Michael Shrimpton analyzes the latest false flag attacks and asks what has happened to Yulia Skripal?

It’s just as well that someone appears to have tipped off the Russians about the targets! Thankfully, it’s kept the death toll low. Last night’s US/British/French attacks on Syria were based on a false and unlikely premise. It is wildly improbable that the Syrian regime was responsible for the chemical weapons attack in Douma last Saturday (April 7th).

The Allied response was conveniently timed for Theresa May – as I predicted last week someone seems to have kidnapped Yulia Skripal. At any rate she has disappeared (Yulia Skripal that is, not Theresa May). No one has heard from her, other than a dubious and unverifiable statement issued on her behalf by the Metropolitan Police. May of course is desperate to hang onto power and to stop conservatives taking over the Conservative Party, although I have no doubt she was out of the loop on the kidnap decision.
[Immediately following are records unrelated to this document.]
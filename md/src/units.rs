//! Unit convention for the engine.
//!
//! Everything inside the engine is stored in nm, ps, amu, elementary charges,
//! kelvin and kJ/mol. Quantities that are usually written in other units at
//! the configuration boundary carry their unit in the type and are converted
//! exactly once.

use serde::{Deserialize, Serialize};
use std::fmt;

/// Boltzmann constant in kJ/(mol·K).
pub const BOLTZMANN: f64 = 0.008_314_462_618;

/// Coulomb prefactor 1/(4πε₀) in kJ·nm/(mol·e²).
pub const COULOMB: f64 = 138.935_456;

pub const NM_TO_ANGSTROM: f64 = 10.0;
pub const FS_TO_PS: f64 = 1e-3;
pub const PS_PER_NS: f64 = 1e3;
pub const SECONDS_PER_DAY: f64 = 86_400.0;

/// One AKMA time unit in picoseconds, used for the timestep field of DCD headers.
pub const AKMA_TIME_PS: f64 = 0.048_888_21;

/// Temperature in kelvin.
#[derive(Debug, Clone, Copy, PartialEq, PartialOrd, Serialize, Deserialize)]
#[serde(transparent)]
pub struct Kelvin(pub f64);

/// Time interval in femtoseconds.
#[derive(Debug, Clone, Copy, PartialEq, PartialOrd, Serialize, Deserialize)]
#[serde(transparent)]
pub struct Femtoseconds(pub f64);

/// Rate in 1/ps, used for the Langevin friction coefficient.
#[derive(Debug, Clone, Copy, PartialEq, PartialOrd, Serialize, Deserialize)]
#[serde(transparent)]
pub struct InversePicoseconds(pub f64);

impl Kelvin {
    /// Thermal energy kT in kJ/mol.
    pub fn thermal_energy(self) -> f64 {
        BOLTZMANN * self.0
    }
}

impl Femtoseconds {
    pub fn to_picoseconds(self) -> f64 {
        self.0 * FS_TO_PS
    }
}

impl fmt::Display for Kelvin {
    fn fmt(&self, f: &mut fmt::Formatter<'_>) -> fmt::Result {
        write!(f, "{} K", self.0)
    }
}

impl fmt::Display for Femtoseconds {
    fn fmt(&self, f: &mut fmt::Formatter<'_>) -> fmt::Result {
        write!(f, "{} fs", self.0)
    }
}

impl fmt::Display for InversePicoseconds {
    fn fmt(&self, f: &mut fmt::Formatter<'_>) -> fmt::Result {
        write!(f, "{} ps^-1", self.0)
    }
}

/// Simulated nanoseconds per wall-clock day.
pub fn ns_per_day(simulated_ps: f64, wall_seconds: f64) -> Option<f64> {
    if wall_seconds > 0.0 && simulated_ps > 0.0 {
        Some(simulated_ps / PS_PER_NS / (wall_seconds / SECONDS_PER_DAY))
    } else {
        None
    }
}
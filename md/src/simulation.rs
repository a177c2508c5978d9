//! The simulation driver: minimize → equilibrate → produce.
//!
//! [`Simulation`] owns the mutable [`State`] and walks an explicit phase
//! machine. Each phase receives its own [`ReporterSet`]; reporters are
//! finished when the phase ends, on success, cancellation or failure.

use crate::config::SimulationConfig;
use crate::error::{MdError, Result};
use crate::integrator::{Integrator, LangevinIntegrator};
use crate::minimizer::{EnergyMinimizer, MinimizationReport};
use crate::reporter::{Frame, ReporterSet, StatisticsLayout, StatisticsReporter};
use crate::state::{
    degrees_of_freedom, maxwell_boltzmann, remove_com_velocity, rescale_to_temperature, temperature, State,
};
use crate::topology::System;
use crate::trajectory::{CoordinateReporter, RecordedFrame};
use crate::units::ns_per_day;
use nalgebra::Vector3;
use rand::rngs::StdRng;
use rand::SeedableRng;
use std::fmt;
use std::io::Write;
use std::sync::atomic::{AtomicBool, Ordering};
use std::sync::Arc;
use std::time::{Duration, Instant};
use thiserror::Error;

/// Where the driver is in the protocol. Transitions only move forward.
#[derive(Debug, Clone, Copy, PartialEq, Eq, PartialOrd, Ord, Hash)]
pub enum Phase {
    Idle,
    Minimized,
    Equilibrated,
    Produced,
    Closed,
}

impl fmt::Display for Phase {
    fn fmt(&self, f: &mut fmt::Formatter<'_>) -> fmt::Result {
        let s = match self {
            Phase::Idle => "idle",
            Phase::Minimized => "minimized",
            Phase::Equilibrated => "equilibrated",
            Phase::Produced => "produced",
            Phase::Closed => "closed",
        };
        f.write_str(s)
    }
}

/// The part of the run an error came from.
#[derive(Debug, Clone, Copy, PartialEq, Eq, Hash)]
pub enum Stage {
    Setup,
    Minimization,
    Equilibration,
    Production,
}

impl fmt::Display for Stage {
    fn fmt(&self, f: &mut fmt::Formatter<'_>) -> fmt::Result {
        let s = match self {
            Stage::Setup => "setup",
            Stage::Minimization => "minimization",
            Stage::Equilibration => "equilibration",
            Stage::Production => "production",
        };
        f.write_str(s)
    }
}

/// Cooperative stop signal, checked once per step boundary.
#[derive(Debug, Clone, Default)]
pub struct CancelToken(Arc<AtomicBool>);

impl CancelToken {
    pub fn new() -> Self {
        Self::default()
    }

    pub fn cancel(&self) {
        self.0.store(true, Ordering::SeqCst);
    }

    pub fn is_cancelled(&self) -> bool {
        self.0.load(Ordering::SeqCst)
    }
}

/// A fatal error together with where the run stopped.
#[derive(Debug, Error)]
#[error("{stage} failed after step {last_step} ({kind}): {source}", kind = .source.kind())]
pub struct RunError {
    pub stage: Stage,
    /// Last step that completed successfully.
    pub last_step: u64,
    /// The last valid configuration, when one exists.
    pub last_frame: Option<RecordedFrame>,
    #[source]
    pub source: MdError,
}

impl RunError {
    pub fn setup(source: MdError) -> Self {
        RunError {
            stage: Stage::Setup,
            last_step: 0,
            last_frame: None,
            source,
        }
    }

    pub fn kind(&self) -> &'static str {
        self.source.kind()
    }
}

/// Outcome of one dynamics phase.
#[derive(Debug, Clone, PartialEq)]
pub struct PhaseSummary {
    pub stage: Stage,
    pub steps: u64,
    /// Cumulative step number when the phase ended.
    pub last_step: u64,
    pub cancelled: bool,
    pub wall_time: Duration,
    pub ns_per_day: Option<f64>,
    pub final_temperature: f64,
    pub final_potential_energy: f64,
}

pub struct Simulation<'s, I: Integrator> {
    system: &'s System,
    integrator: I,
    state: State,
    config: SimulationConfig,
    phase: Phase,
    dof: usize,
    rng: StdRng,
    cancel: CancelToken,
}

impl<'s> Simulation<'s, LangevinIntegrator> {
    /// Langevin dynamics at the configured temperature and friction.
    pub fn langevin(system: &'s System, positions: Vec<Vector3<f64>>, config: SimulationConfig) -> Result<Self> {
        config.validate()?;
        let integrator = LangevinIntegrator::new(
            config.temperature,
            config.friction,
            config.constraint_solver(),
            config.remove_com_motion,
            config.seed,
        );
        Simulation::new(system, positions, config, integrator)
    }
}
The attacks on Syria were the usual pinprick affair. As with those following the last false flag incident, at Khan Shaykhun, in April 2017, they have done little damage. There has long been a standing joke at the Bar about the bench of lay magistrates which fined a thief. The chairman of the Bench told him that he was lucky – if they’d really thought he was guilty they would have jailed him!

The Pentagon obviously had their doubts, so they’ve gone along with limited strikes, provided they could tell the Russians first! If they’d really thought Assad had done it they might have whacked his palace. The reality is that the air strikes were ordered for political, not operational reasons. It can hardly be a coincidence that inspectors from the OPCW were due to arrive in Douma today.

What happened at Douma?

There were two reported chemical weapons attacks on Douma, effectively a suburb of Damascus, on 7th April, at 1300 and 1630 Zulu (GMT). According to the Administration “witnesses” reported helicopters overhead at the time of the attacks. Civilians in the Douma area were reported to be suffering symptoms consistent with the use of chlorine gas, a banned chemical weapon first used by our community partner the Hun during World War I.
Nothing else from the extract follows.